• DATA EXTRACT
────────────────────────────────────────

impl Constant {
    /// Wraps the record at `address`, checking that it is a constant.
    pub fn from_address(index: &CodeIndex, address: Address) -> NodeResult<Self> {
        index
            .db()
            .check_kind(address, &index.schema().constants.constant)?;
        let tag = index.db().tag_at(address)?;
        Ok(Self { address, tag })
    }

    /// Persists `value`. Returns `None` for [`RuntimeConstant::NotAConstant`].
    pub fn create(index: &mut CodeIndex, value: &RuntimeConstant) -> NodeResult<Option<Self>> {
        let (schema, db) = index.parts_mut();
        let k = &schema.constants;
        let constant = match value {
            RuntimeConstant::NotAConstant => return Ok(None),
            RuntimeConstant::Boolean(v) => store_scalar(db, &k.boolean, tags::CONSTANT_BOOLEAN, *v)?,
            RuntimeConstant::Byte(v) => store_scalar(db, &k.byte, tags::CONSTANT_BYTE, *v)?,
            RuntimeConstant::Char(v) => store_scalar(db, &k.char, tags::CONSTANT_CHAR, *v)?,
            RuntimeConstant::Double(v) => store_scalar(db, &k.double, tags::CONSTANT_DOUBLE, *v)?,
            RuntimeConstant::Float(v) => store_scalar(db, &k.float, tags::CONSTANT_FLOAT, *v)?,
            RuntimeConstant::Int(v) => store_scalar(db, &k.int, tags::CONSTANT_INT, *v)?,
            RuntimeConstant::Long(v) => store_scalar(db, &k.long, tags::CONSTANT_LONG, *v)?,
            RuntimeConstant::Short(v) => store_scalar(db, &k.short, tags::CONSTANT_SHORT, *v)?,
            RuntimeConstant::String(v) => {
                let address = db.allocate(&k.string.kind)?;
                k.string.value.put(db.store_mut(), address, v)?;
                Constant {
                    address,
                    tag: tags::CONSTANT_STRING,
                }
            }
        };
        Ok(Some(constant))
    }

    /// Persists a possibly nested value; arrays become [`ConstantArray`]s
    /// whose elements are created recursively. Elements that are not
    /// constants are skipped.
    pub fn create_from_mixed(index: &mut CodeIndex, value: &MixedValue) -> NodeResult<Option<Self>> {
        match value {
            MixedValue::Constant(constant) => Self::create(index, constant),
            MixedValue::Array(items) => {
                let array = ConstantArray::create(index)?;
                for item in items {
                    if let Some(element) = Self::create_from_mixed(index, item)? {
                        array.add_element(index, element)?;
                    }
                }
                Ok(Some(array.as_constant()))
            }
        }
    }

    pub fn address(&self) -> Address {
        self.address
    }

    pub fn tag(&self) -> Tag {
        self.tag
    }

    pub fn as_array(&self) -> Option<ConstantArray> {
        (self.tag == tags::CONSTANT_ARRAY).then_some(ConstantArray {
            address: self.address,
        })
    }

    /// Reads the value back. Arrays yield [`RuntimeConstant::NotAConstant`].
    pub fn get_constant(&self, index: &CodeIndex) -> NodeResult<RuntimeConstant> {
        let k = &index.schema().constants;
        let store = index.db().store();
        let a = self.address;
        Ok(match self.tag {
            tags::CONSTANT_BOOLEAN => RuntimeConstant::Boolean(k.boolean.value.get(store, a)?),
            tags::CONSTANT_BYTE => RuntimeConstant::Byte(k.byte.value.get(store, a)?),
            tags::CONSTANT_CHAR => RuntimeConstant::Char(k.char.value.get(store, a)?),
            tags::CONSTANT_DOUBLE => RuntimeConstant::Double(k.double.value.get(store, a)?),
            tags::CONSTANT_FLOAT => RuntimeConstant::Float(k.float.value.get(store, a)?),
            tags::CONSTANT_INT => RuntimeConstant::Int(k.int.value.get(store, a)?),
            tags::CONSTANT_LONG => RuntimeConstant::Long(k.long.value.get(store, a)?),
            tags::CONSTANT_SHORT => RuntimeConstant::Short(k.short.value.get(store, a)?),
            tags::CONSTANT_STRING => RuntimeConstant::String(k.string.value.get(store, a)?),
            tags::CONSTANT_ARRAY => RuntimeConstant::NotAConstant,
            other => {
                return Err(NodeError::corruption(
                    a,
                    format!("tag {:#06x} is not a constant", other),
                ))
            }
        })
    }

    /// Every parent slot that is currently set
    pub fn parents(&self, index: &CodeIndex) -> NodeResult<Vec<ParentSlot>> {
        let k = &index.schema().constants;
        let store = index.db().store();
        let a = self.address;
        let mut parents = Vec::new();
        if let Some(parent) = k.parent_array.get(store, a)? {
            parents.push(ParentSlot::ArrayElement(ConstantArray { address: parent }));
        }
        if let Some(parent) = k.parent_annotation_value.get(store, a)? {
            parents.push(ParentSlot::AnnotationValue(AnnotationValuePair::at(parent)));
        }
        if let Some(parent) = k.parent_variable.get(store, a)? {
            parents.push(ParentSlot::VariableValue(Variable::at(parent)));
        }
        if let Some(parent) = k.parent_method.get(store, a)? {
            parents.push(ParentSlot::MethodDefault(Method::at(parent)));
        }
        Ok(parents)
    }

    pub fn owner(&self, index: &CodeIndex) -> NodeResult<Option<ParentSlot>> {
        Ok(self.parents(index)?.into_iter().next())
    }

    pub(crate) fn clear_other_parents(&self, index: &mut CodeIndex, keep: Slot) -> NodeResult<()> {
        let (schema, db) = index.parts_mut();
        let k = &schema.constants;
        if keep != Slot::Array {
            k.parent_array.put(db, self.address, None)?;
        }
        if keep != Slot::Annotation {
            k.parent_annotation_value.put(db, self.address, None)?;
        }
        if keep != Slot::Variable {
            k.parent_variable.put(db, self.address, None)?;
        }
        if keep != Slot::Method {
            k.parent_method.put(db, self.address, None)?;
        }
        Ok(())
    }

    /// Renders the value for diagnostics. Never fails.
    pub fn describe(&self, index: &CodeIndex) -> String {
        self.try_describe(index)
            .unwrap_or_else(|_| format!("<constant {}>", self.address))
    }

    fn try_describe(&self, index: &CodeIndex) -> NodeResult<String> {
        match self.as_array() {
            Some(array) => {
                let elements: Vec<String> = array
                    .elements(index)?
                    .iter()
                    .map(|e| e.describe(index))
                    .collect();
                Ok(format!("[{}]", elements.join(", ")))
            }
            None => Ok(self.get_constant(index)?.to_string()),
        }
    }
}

────────────────────────────────────────

• GOAL OF THE EXERCISE
Going through the material, count each line that carries the word "Double", and output only that count.

• WORKED SOLUTION
2